Cardiac Mesenchymal Stem Cells Promote Fibrosis and Remodeling in Heart Failure

• Resident cardiac mesenchymal stem cells (cMSCs) comprise a distinct mesenchymal population that is temporally expanded and exhibit pro-fibrotic and pro-inflammatory features in failing hearts. • cMSCs in failing hearts undergo a phenotypic switch characterized by enhanced pro-inflammatory and pro-fibrotic responses. • Pro-inflammatory macrophages promote a myofibroblast differentiation fate of cMSCs from failing hearts, in part mediated by platelet-derived growth factor (PDGF)/PDGF receptor β activation. • Pharmacologic PDGF receptor inhibition in a mouse model of myocardial infarction alleviated long-term cardiac remodeling, inflammation, hypertrophy, and fibrosis and increased myocardial capillary density. • Inhibiting the pathologic cMSC phenotype, or restoring a normal cMSC phenotype, may combat the progression of cardiac fibrosis and failure after myocardial infarction.
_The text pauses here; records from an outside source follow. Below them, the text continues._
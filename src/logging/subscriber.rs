//! Tracing subscriber setup: console formatter, file layer, and initialisation.
use std::fs;
use std::io::Write as _;
use std::path::Path;
use std::sync::Mutex;

use super::utils::{format_utc_datetime, format_utc_time, log_file_path, strip_ansi};

/// Target used by [`Logger::stage`](super::Logger::stage) events.
pub(super) const STAGE_TARGET: &str = "dotem::stage";

/// Extracts the `message` field from a [`tracing::Event`].
#[derive(Default)]
struct MessageExtractor {
    message: String,
}

impl tracing::field::Visit for MessageExtractor {
    fn record_debug(&mut self, field: &tracing::field::Field, value: &dyn std::fmt::Debug) {
        if field.name() == "message" {
            self.message = format!("{value:?}");
        }
    }

    fn record_str(&mut self, field: &tracing::field::Field, value: &str) {
        if field.name() == "message" {
            self.message = value.to_string();
        }
    }
}

/// A [`tracing_subscriber::Layer`] that appends all events to the persistent
/// log file with timestamps and ANSI codes stripped.
#[derive(Debug)]
pub(super) struct FileLayer {
    file: Mutex<fs::File>,
}

impl FileLayer {
    /// Open the log file for `command` under the cache directory.
    ///
    /// Returns `None` if the cache directory cannot be created or the file
    /// cannot be opened.
    pub(super) fn new(command: &str) -> Option<Self> {
        Self::at(&log_file_path(command)?)
    }

    /// Truncate `path`, write a run header, and keep it open for appending.
    pub(super) fn at(path: &Path) -> Option<Self> {
        let version = option_env!("DOTEM_VERSION").unwrap_or(env!("CARGO_PKG_VERSION"));
        let header = format!(
            "==========================================\n\
             dotem {version} {}\n\
             ==========================================\n",
            format_utc_datetime(),
        );
        fs::write(path, header).ok()?;
        let file = fs::OpenOptions::new().append(true).open(path).ok()?;
        Some(Self {
            file: Mutex::new(file),
        })
    }
}

impl<S: tracing::Subscriber> tracing_subscriber::Layer<S> for FileLayer {
    fn on_event(
        &self,
        event: &tracing::Event<'_>,
        _ctx: tracing_subscriber::layer::Context<'_, S>,
    ) {
        let metadata = event.metadata();
        let level = *metadata.level();

        let mut extractor = MessageExtractor::default();
        event.record(&mut extractor);
        let msg = strip_ansi(&extractor.message);
        let ts = format_utc_time();

        let line = match (level, metadata.target()) {
            (tracing::Level::INFO, STAGE_TARGET) => format!("[{ts}] ==> {msg}"),
            (tracing::Level::ERROR, _) => format!("[{ts}]     [error] {msg}"),
            (tracing::Level::WARN, _) => format!("[{ts}]     [warn] {msg}"),
            (tracing::Level::DEBUG | tracing::Level::TRACE, _) => {
                format!("[{ts}]     [debug] {msg}")
            }
            _ => format!("[{ts}]     {msg}"),
        };

        if let Ok(mut f) = self.file.lock() {
            writeln!(f, "{line}").ok();
        }
    }
}

/// A [`tracing_subscriber::fmt::FormatEvent`] that emits dotem-style
/// console output.
struct DotemFormatter;

impl<S, N> tracing_subscriber::fmt::FormatEvent<S, N> for DotemFormatter
where
    S: tracing::Subscriber + for<'a> tracing_subscriber::registry::LookupSpan<'a>,
    N: for<'a> tracing_subscriber::fmt::FormatFields<'a> + 'static,
{
    fn format_event(
        &self,
        _ctx: &tracing_subscriber::fmt::FmtContext<'_, S, N>,
        mut writer: tracing_subscriber::fmt::format::Writer<'_>,
        event: &tracing::Event<'_>,
    ) -> std::fmt::Result {
        let metadata = event.metadata();
        let level = *metadata.level();

        let mut extractor = MessageExtractor::default();
        event.record(&mut extractor);
        let msg = &extractor.message;

        match level {
            tracing::Level::ERROR => writeln!(writer, "\x1b[31mERROR\x1b[0m {msg}"),
            tracing::Level::WARN => writeln!(writer, "\x1b[33mWARN\x1b[0m  {msg}"),
            tracing::Level::INFO if metadata.target() == STAGE_TARGET => {
                writeln!(writer, "\x1b[1;34m==>\x1b[0m \x1b[1m{msg}\x1b[0m")
            }
            tracing::Level::INFO => writeln!(writer, "  {msg}"),
            _ => writeln!(writer, "  \x1b[2m{msg}\x1b[0m"),
        }
    }
}

/// Initialise the global [`tracing`] subscriber.
///
/// Console output always goes to stderr: stdout carries only the shell code
/// that the hook evaluates. The console shows warnings and errors, or
/// everything down to `debug` when `verbose` is set. The file layer records
/// every event at `debug` and above in `$XDG_CACHE_HOME/dotem/<command>.log`.
/// Must be called once at program startup, before any logging.
pub fn init_subscriber(verbose: bool, command: &str) {
    use tracing_subscriber::{
        Layer as _, filter::LevelFilter, fmt, layer::SubscriberExt as _,
        util::SubscriberInitExt as _,
    };

    let console_level = if verbose {
        LevelFilter::DEBUG
    } else {
        LevelFilter::WARN
    };

    let console_layer = fmt::layer()
        .event_format(DotemFormatter)
        .with_writer(std::io::stderr)
        .with_filter(console_level);

    let file_layer = FileLayer::new(command).map(|l| l.with_filter(LevelFilter::DEBUG));

    tracing_subscriber::registry()
        .with(console_layer)
        .with(file_layer)
        .init();
}
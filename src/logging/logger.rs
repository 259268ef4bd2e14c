//! Command-facing logger on top of [`tracing`].
use std::path::{Path, PathBuf};

use super::subscriber::STAGE_TARGET;
use super::utils::log_file_path;

/// Structured logger used by command handlers.
///
/// Every message goes through [`tracing`]; the subscriber installed by
/// [`init_subscriber`](super::init_subscriber) routes it to stderr and to the
/// log file at `$XDG_CACHE_HOME/dotem/<command>.log`.
#[derive(Debug)]
pub struct Logger {
    log_file: Option<PathBuf>,
}

impl Logger {
    /// Create a logger for `command`, remembering where its log file lives.
    #[must_use]
    pub fn new(command: &str) -> Self {
        Self {
            log_file: log_file_path(command),
        }
    }

    /// Return the log file path, if the cache directory is available.
    #[must_use]
    pub fn log_path(&self) -> Option<&Path> {
        self.log_file.as_deref()
    }

    /// Log an error message.
    #[allow(clippy::unused_self)]
    pub fn error(&self, msg: &str) {
        tracing::error!("{msg}");
    }

    /// Log a warning message.
    #[allow(clippy::unused_self)]
    pub fn warn(&self, msg: &str) {
        tracing::warn!("{msg}");
    }

    /// Log a stage header (major step of a command).
    #[allow(clippy::unused_self)]
    pub fn stage(&self, msg: &str) {
        tracing::info!(target: STAGE_TARGET, "{msg}");
    }

    /// Log an informational message.
    #[allow(clippy::unused_self)]
    pub fn info(&self, msg: &str) {
        tracing::info!("{msg}");
    }

    /// Log a debug message (console only with `--verbose`; always in the log file).
    #[allow(clippy::unused_self)]
    pub fn debug(&self, msg: &str) {
        tracing::debug!("{msg}");
    }
}

#[cfg(test)]
#[allow(clippy::expect_used, clippy::unwrap_used, clippy::indexing_slicing)]
mod tests {
    use super::*;
    use crate::logging::subscriber::FileLayer;
    use std::fs;
    use tracing_subscriber::{Layer as _, filter::LevelFilter, layer::SubscriberExt as _};

    /// Logger plus a thread-local subscriber writing to a temp log file.
    fn isolated_logger() -> (Logger, tempfile::TempDir, tracing::dispatcher::DefaultGuard) {
        let tmp = tempfile::tempdir().expect("failed to create temp dir");
        let path = tmp.path().join("test.log");
        let layer = FileLayer::at(&path).expect("failed to create file layer");
        let subscriber =
            tracing_subscriber::registry().with(layer.with_filter(LevelFilter::DEBUG));
        let guard = tracing::dispatcher::set_default(&tracing::Dispatch::new(subscriber));
        (Logger { log_file: Some(path) }, tmp, guard)
    }

    fn contents(log: &Logger) -> String {
        fs::read_to_string(log.log_path().expect("log path")).unwrap()
    }

    #[test]
    fn debug_always_written_to_file() {
        let (log, _tmp, _guard) = isolated_logger();
        let marker = format!("debug-marker-{}", std::process::id());
        log.debug(&marker);
        assert!(contents(&log).contains(&marker));
    }

    #[test]
    fn warn_written_to_file() {
        let (log, _tmp, _guard) = isolated_logger();
        log.warn("warn-marker");
        let text = contents(&log);
        assert!(text.contains("[warn]"), "warn tag should appear in log file");
        assert!(text.contains("warn-marker"));
    }

    #[test]
    fn error_written_to_file() {
        let (log, _tmp, _guard) = isolated_logger();
        log.error("error-marker");
        assert!(contents(&log).contains("[error] error-marker"));
    }

    #[test]
    fn stage_written_to_file_with_arrow() {
        let (log, _tmp, _guard) = isolated_logger();
        log.stage("Resolving profile");
        assert!(contents(&log).contains("==> Resolving profile"));
    }

    #[test]
    fn info_written_to_file() {
        let (log, _tmp, _guard) = isolated_logger();
        log.info("info-marker");
        assert!(contents(&log).contains("info-marker"));
    }

    #[test]
    fn new_logger_points_into_cache_dir() {
        let log = Logger::new("load");
        if let Some(path) = log.log_path() {
            assert!(path.ends_with("dotem/load.log"));
        }
    }
}
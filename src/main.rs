//! `dotem` binary entry point.
use std::process::ExitCode;

use clap::Parser;

use dotem::cli::Cli;
use dotem::commands;
use dotem::logging::{self, Logger};

fn main() -> ExitCode {
    let _ = enable_ansi_support::enable_ansi_support();
    let args = Cli::parse();
    let command = args.command.name();

    logging::init_subscriber(args.verbose, command);
    let log = Logger::new(command);

    match commands::dispatch(&args.command, &log) {
        Ok(()) => ExitCode::SUCCESS,
        Err(err) => {
            log.error(&format!("{err:#}"));
            if let Some(path) = log.log_path() {
                log.info(&format!("log written to {}", path.display()));
            }
            ExitCode::FAILURE
        }
    }
}
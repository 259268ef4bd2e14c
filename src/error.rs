//! Domain-specific error types for dotem.
//!
//! Internal modules return typed errors ([`ConfigError`], [`ResolveError`])
//! while command handlers at the CLI boundary convert them to
//! [`anyhow::Error`] via the standard `?` operator.
//!
//! # Error hierarchy
//!
//! ```text
//! DotemError
//! ├── Config(ConfigError)   — reading, decoding and typing the TOML file
//! └── Resolve(ResolveError) — profile lookup and variable naming
//! ```

use thiserror::Error;

/// Top-level error type for dotem.
#[derive(Error, Debug)]
pub enum DotemError {
    /// Configuration file could not be located, read, decoded or typed.
    #[error("Configuration error: {0}")]
    Config(#[from] ConfigError),

    /// The requested profile could not be resolved into variables.
    #[error("Resolution error: {0}")]
    Resolve(#[from] ResolveError),
}

/// Errors that arise while locating and loading the configuration file.
#[derive(Error, Debug)]
pub enum ConfigError {
    /// The file is missing or unreadable.
    #[error("Error reading config file {path}: {source}")]
    Read {
        /// Path to the file that could not be read.
        path: String,
        /// Underlying I/O error.
        source: std::io::Error,
    },

    /// The file is not valid TOML.
    #[error("Error parsing TOML file {path}: {source}")]
    Parse {
        /// Path to the file that failed to decode.
        path: String,
        /// Underlying decoder error.
        source: toml::de::Error,
    },

    /// A value is neither a string nor a table.
    #[error("Value for key '{key}' is {kind}, expected a string or a table")]
    InvalidValueType {
        /// Dotted path of the offending key (e.g. `profile1.port`).
        key: String,
        /// TOML type name of the rejected value.
        kind: &'static str,
    },

    /// No `--config` was given, `./dotem.toml` does not exist, and the home
    /// directory could not be determined.
    #[error("Unable to determine home directory to locate dotem.toml")]
    HomeNotFound,
}

/// Errors that arise while resolving a profile into environment variables.
#[derive(Error, Debug, PartialEq, Eq)]
pub enum ResolveError {
    /// A path segment did not match any table at its level.
    #[error("Profile '{profile}' not found: no table '{unmatched}' (available: {})", display_available(.available))]
    ProfileNotFound {
        /// The full profile the user asked for.
        profile: String,
        /// Path prefix up to and including the first segment that matched nothing.
        unmatched: String,
        /// Table names that exist at the level where matching failed.
        available: Vec<String>,
    },

    /// A key cannot be used as a shell variable name.
    #[error("Invalid environment variable name: '{key}'")]
    InvalidVariableName {
        /// The rejected key.
        key: String,
    },
}

fn display_available(available: &[String]) -> String {
    if available.is_empty() {
        "none".to_string()
    } else {
        available.join(", ")
    }
}
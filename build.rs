//! Build script: embeds version metadata into the binary.

use std::process::Command;

fn main() {
    // Release builds export DOTEM_VERSION; local builds fall back to git describe.
    if let Ok(version) = std::env::var("DOTEM_VERSION") {
        println!("cargo:rustc-env=DOTEM_VERSION={version}");
    } else if let Ok(output) = Command::new("git")
        .args(["describe", "--tags", "--always", "--dirty"])
        .output()
        && output.status.success()
    {
        let version = String::from_utf8_lossy(&output.stdout).trim().to_string();
        if !version.is_empty() {
            println!("cargo:rustc-env=DOTEM_VERSION={version}");
        }
    }

    println!("cargo:rerun-if-changed=.git/HEAD");
    println!("cargo:rerun-if-changed=.git/refs/");
    println!("cargo:rerun-if-env-changed=DOTEM_VERSION");
}
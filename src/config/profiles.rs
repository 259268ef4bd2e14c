//! Profile resolution: merge leaves along a dotted path through the tree.
use std::collections::BTreeMap;
use std::fmt;

use super::tree::ConfigTree;
use crate::error::ResolveError;

/// Profile loaded when none is given on the command line.
pub const DEFAULT_PROFILE: &str = "default";

/// Resolved environment: variable name to value, sorted by name.
pub type ResolvedEnv = BTreeMap<String, String>;

/// A profile name split into its dotted segments.
#[derive(Debug, Clone, PartialEq, Eq)]
pub struct ProfilePath {
    segments: Vec<String>,
}

impl ProfilePath {
    /// Split `name` on `.`. Empty segments are kept; they never match a table.
    #[must_use]
    pub fn parse(name: &str) -> Self {
        Self {
            segments: name.split('.').map(str::to_string).collect(),
        }
    }

    /// The empty path, which resolves only the root-level leaves.
    #[must_use]
    pub const fn root() -> Self {
        Self {
            segments: Vec::new(),
        }
    }

    /// The path segments in order.
    #[must_use]
    pub fn segments(&self) -> &[String] {
        &self.segments
    }

    /// Dotted form of the segments up to and including `depth`.
    fn prefix(&self, depth: usize) -> String {
        self.segments
            .iter()
            .take(depth + 1)
            .map(String::as_str)
            .collect::<Vec<_>>()
            .join(".")
    }

    /// Whether the path has no segments.
    #[must_use]
    pub fn is_root(&self) -> bool {
        self.segments.is_empty()
    }
}

impl fmt::Display for ProfilePath {
    fn fmt(&self, f: &mut fmt::Formatter<'_>) -> fmt::Result {
        write!(f, "{}", self.segments.join("."))
    }
}

/// Resolve `path` against `tree`.
///
/// Leaves of every table along the path are merged, deeper tables
/// overriding shallower ones. Tables off the path contribute nothing.
///
/// # Errors
///
/// Returns [`ResolveError::ProfileNotFound`] if any segment fails to match a
/// table at its level.
pub fn resolve(tree: &ConfigTree, path: &ProfilePath) -> Result<ResolvedEnv, ResolveError> {
    resolve_level(tree, path, 0)
}

/// Merge every table in `tree` into one environment.
///
/// Tables are applied depth-first in key order, the same order as
/// [`ConfigTree::table_paths`]: a nested table overrides its parent and a
/// later sibling overrides an earlier one.
#[must_use]
pub fn resolve_all(tree: &ConfigTree) -> ResolvedEnv {
    let mut env = leaf_env(tree);
    for (key, table) in tree.tables() {
        let child = resolve_all(table);
        tracing::debug!("merging {} variable(s) from [{key}]", child.len());
        env.extend(child);
    }
    env
}

fn leaf_env(tree: &ConfigTree) -> ResolvedEnv {
    tree.leaves()
        .map(|(key, value)| (key.to_string(), value.to_string()))
        .collect()
}

fn resolve_level(
    tree: &ConfigTree,
    path: &ProfilePath,
    depth: usize,
) -> Result<ResolvedEnv, ResolveError> {
    let mut env = leaf_env(tree);

    let Some(segment) = path.segments().get(depth) else {
        return Ok(env);
    };

    let matches: Vec<&ConfigTree> = tree
        .tables()
        .filter(|(key, _)| *key == segment.as_str())
        .map(|(_, table)| table)
        .collect();

    if matches.is_empty() {
        return Err(ResolveError::ProfileNotFound {
            profile: path.to_string(),
            unmatched: path.prefix(depth),
            available: tree.tables().map(|(key, _)| key.to_string()).collect(),
        });
    }

    for table in matches {
        let child = resolve_level(table, path, depth + 1)?;
        tracing::debug!(
            "merging {} variable(s) from [{}]",
            child.len(),
            path.prefix(depth)
        );
        // Keys in the subtable take precedence over the ones in this table.
        env.extend(child);
    }

    Ok(env)
}
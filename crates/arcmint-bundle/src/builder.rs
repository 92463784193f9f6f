//! The bundle construction and publication pipeline.

use std::env;
use std::fs::File;
use std::io::{self, Write};
use std::path::{Path, PathBuf};

use arcmint_store::ContentStore;
use serde_json::{Map, Value};
use tracing::{debug, info};

use crate::digest;
use crate::error::BuildError;
use crate::metadata::{self, TokenMetadata};
use crate::staging::StagingDir;

/// Builds two-file metadata bundles and publishes them.
///
/// The content store connection is injected at construction and held for
/// the builder's lifetime, so tests substitute a fake and production
/// callers connect once.
///
/// Builds are a linear pipeline with no internal concurrency, timeout,
/// or retry. Two builds running concurrently under the same asset name
/// race on the derived staging path; callers needing isolation give each
/// invocation its own staging root via [`AssetBuilder::with_staging_root`].
pub struct AssetBuilder<S: ContentStore> {
    store: S,
    staging_root: PathBuf,
}

impl<S: ContentStore> AssetBuilder<S> {
    /// Builder staging under the process current working directory.
    pub fn new(store: S) -> Self {
        let root = env::current_dir().unwrap_or_else(|_| PathBuf::from("."));
        Self::with_staging_root(store, root)
    }

    /// Builder staging under an explicit root directory.
    pub fn with_staging_root(store: S, root: impl Into<PathBuf>) -> Self {
        Self {
            store,
            staging_root: root.into(),
        }
    }

    /// Stage, hash-link, and publish the bundle for one asset; returns
    /// the content identifier of the bundle root.
    ///
    /// `name` and `description` are passed through as given, empty
    /// strings included. `properties` is written to `properties.json`
    /// exactly as provided (insertion order preserved), and
    /// `metadata.json` records its SHA-256 before the staged directory
    /// is handed to the store. With `debug` set, the staged files are
    /// left on disk after publication for inspection; otherwise both
    /// files and the directory are removed.
    ///
    /// # Errors
    ///
    /// - [`BuildError::Staging`]: the directory or a member file could
    ///   not be created, written, or read
    /// - [`BuildError::Serialize`]: `properties` is not representable
    ///   as JSON
    /// - [`BuildError::Publish`]: the store rejected the submission or
    ///   was unreachable
    /// - [`BuildError::EmptyPublication`]: the store returned no root
    ///   entry
    pub async fn build_asset(
        &self,
        name: &str,
        description: &str,
        properties: &Map<String, Value>,
        debug: bool,
    ) -> Result<String, BuildError> {
        let staged = StagingDir::acquire(&self.staging_root, name)?;
        debug!(dir = %staged.path().display(), "staging directory acquired");

        let properties_bytes = metadata::to_pretty_vec(properties)?;
        write_member(&staged.properties_path(), &properties_bytes)
            .map_err(|e| BuildError::staging(staged.properties_path(), e))?;

        // Hash the re-read durable bytes, not the in-memory buffer: the
        // recorded integrity hash must match exactly what gets published.
        let properties_hash = digest::sha256_file_hex(&staged.properties_path())
            .map_err(|e| BuildError::staging(staged.properties_path(), e))?;
        debug!(sha256 = %properties_hash, "properties file hashed");

        let metadata_doc = TokenMetadata::new(name, description, &properties_hash);
        let metadata_bytes = metadata::to_pretty_vec(&metadata_doc)?;
        write_member(&staged.metadata_path(), &metadata_bytes)
            .map_err(|e| BuildError::staging(staged.metadata_path(), e))?;

        let entries = self.store.add_directory(staged.path()).await?;
        debug!(entries = entries.len(), "bundle submitted");

        // The record for the root directory is the last element.
        let cid = entries
            .last()
            .map(|root| root.cid.clone())
            .ok_or(BuildError::EmptyPublication)?;

        if !debug {
            staged.release();
        }

        info!(cid = %cid, name = %name, "bundle published");
        Ok(cid)
    }
}

/// Write a member file and flush it to durable storage.
fn write_member(path: &Path, bytes: &[u8]) -> io::Result<()> {
    let mut file = File::create(path)?;
    file.write_all(bytes)?;
    file.sync_all()?;
    Ok(())
}
//! Streaming SHA-256 for bundle member files.

use std::fs::File;
use std::io::{self, Read};
use std::path::Path;

use sha2::{Digest, Sha256};

/// Files are hashed in fixed-size blocks, never loaded whole.
pub const BLOCK_SIZE: usize = 64 * 1024;

/// SHA-256 of a file's raw bytes, lowercase hex.
///
/// Reads the file in [`BLOCK_SIZE`] blocks until exhausted, so the
/// digest reflects the durable bytes on disk rather than any in-memory
/// copy of them.
pub fn sha256_file_hex(path: &Path) -> io::Result<String> {
    let mut file = File::open(path)?;
    let mut hasher = Sha256::new();
    let mut block = [0u8; BLOCK_SIZE];
    loop {
        let n = file.read(&mut block)?;
        if n == 0 {
            break;
        }
        hasher.update(&block[..n]);
    }
    Ok(hex::encode(hasher.finalize()))
}
//! The fixed token-metadata schema and bundle serialization.
//!
//! Both bundle members are serialized as human-readable JSON with 4-space
//! indentation; the metadata shape must be reproduced exactly for
//! compatibility with ARC3 consumers.

use serde::{Deserialize, Serialize};
use serde_json::ser::PrettyFormatter;
use serde_json::Serializer;

/// File name of the properties document inside the bundle.
pub const PROPERTIES_FILE_NAME: &str = "properties.json";

/// File name of the metadata document inside the bundle.
pub const METADATA_FILE_NAME: &str = "metadata.json";

/// Declared media type of the properties document.
pub const PROPERTIES_MIMETYPE: &str = "application/json";

const METADATA_TITLE: &str = "Token Metadata";
const METADATA_TYPE: &str = "object";

/// Top-level metadata document referencing the properties file.
#[derive(Debug, Clone, Serialize, Deserialize, PartialEq)]
pub struct TokenMetadata {
    /// Always `Token Metadata`.
    pub title: String,
    /// Always `object`.
    #[serde(rename = "type")]
    pub type_: String,
    pub properties: MetadataProperties,
}

/// The `properties` object of the metadata document.
#[derive(Debug, Clone, Serialize, Deserialize, PartialEq)]
pub struct MetadataProperties {
    pub name: String,
    pub description: String,
    /// Name of the properties file within the bundle.
    pub external_url: String,
    /// Lowercase hex SHA-256 of the properties file's raw bytes.
    pub external_url_integrity: String,
    /// Declared media type of the properties file.
    pub external_url_mimetype: String,
}

impl TokenMetadata {
    /// Metadata linking the bundle's properties file by integrity hash.
    pub fn new(name: &str, description: &str, properties_hash_hex: &str) -> Self {
        Self {
            title: METADATA_TITLE.into(),
            type_: METADATA_TYPE.into(),
            properties: MetadataProperties {
                name: name.into(),
                description: description.into(),
                external_url: PROPERTIES_FILE_NAME.into(),
                external_url_integrity: properties_hash_hex.into(),
                external_url_mimetype: PROPERTIES_MIMETYPE.into(),
            },
        }
    }
}

/// Serialize a value as pretty JSON with 4-space indentation.
pub fn to_pretty_vec<T: Serialize>(value: &T) -> serde_json::Result<Vec<u8>> {
    let mut out = Vec::new();
    let formatter = PrettyFormatter::with_indent(b"    ");
    let mut ser = Serializer::with_formatter(&mut out, formatter);
    value.serialize(&mut ser)?;
    Ok(out)
}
Heart failure (HF) is characterized by progressive fibrosis. Both fibroblasts and mesenchymal stem cells (MSCs) can differentiate into pro-fibrotic myofibroblasts. MSCs secrete and express platelet-derived growth factor (PDGF) and its receptors. We hypothesized that PDGF signaling in cardiac MSCs (cMSCs) promotes their myofibroblast differentiation and aggravates post–myocardial infarction left ventricular remodeling and fibrosis. We show that cMSCs from failing hearts post–myocardial infarction exhibit an altered phenotype. Inhibition of PDGF signaling in vitro inhibited cMSC–myofibroblast differentiation, whereas in vivo inhibition during established ischemic HF alleviated left ventricular remodeling and function, and decreased myocardial fibrosis, hypertrophy, and inflammation. Modulating cMSC PDGF receptor expression may thus represent a novel approach to limit pathologic cardiac fibrosis in HF.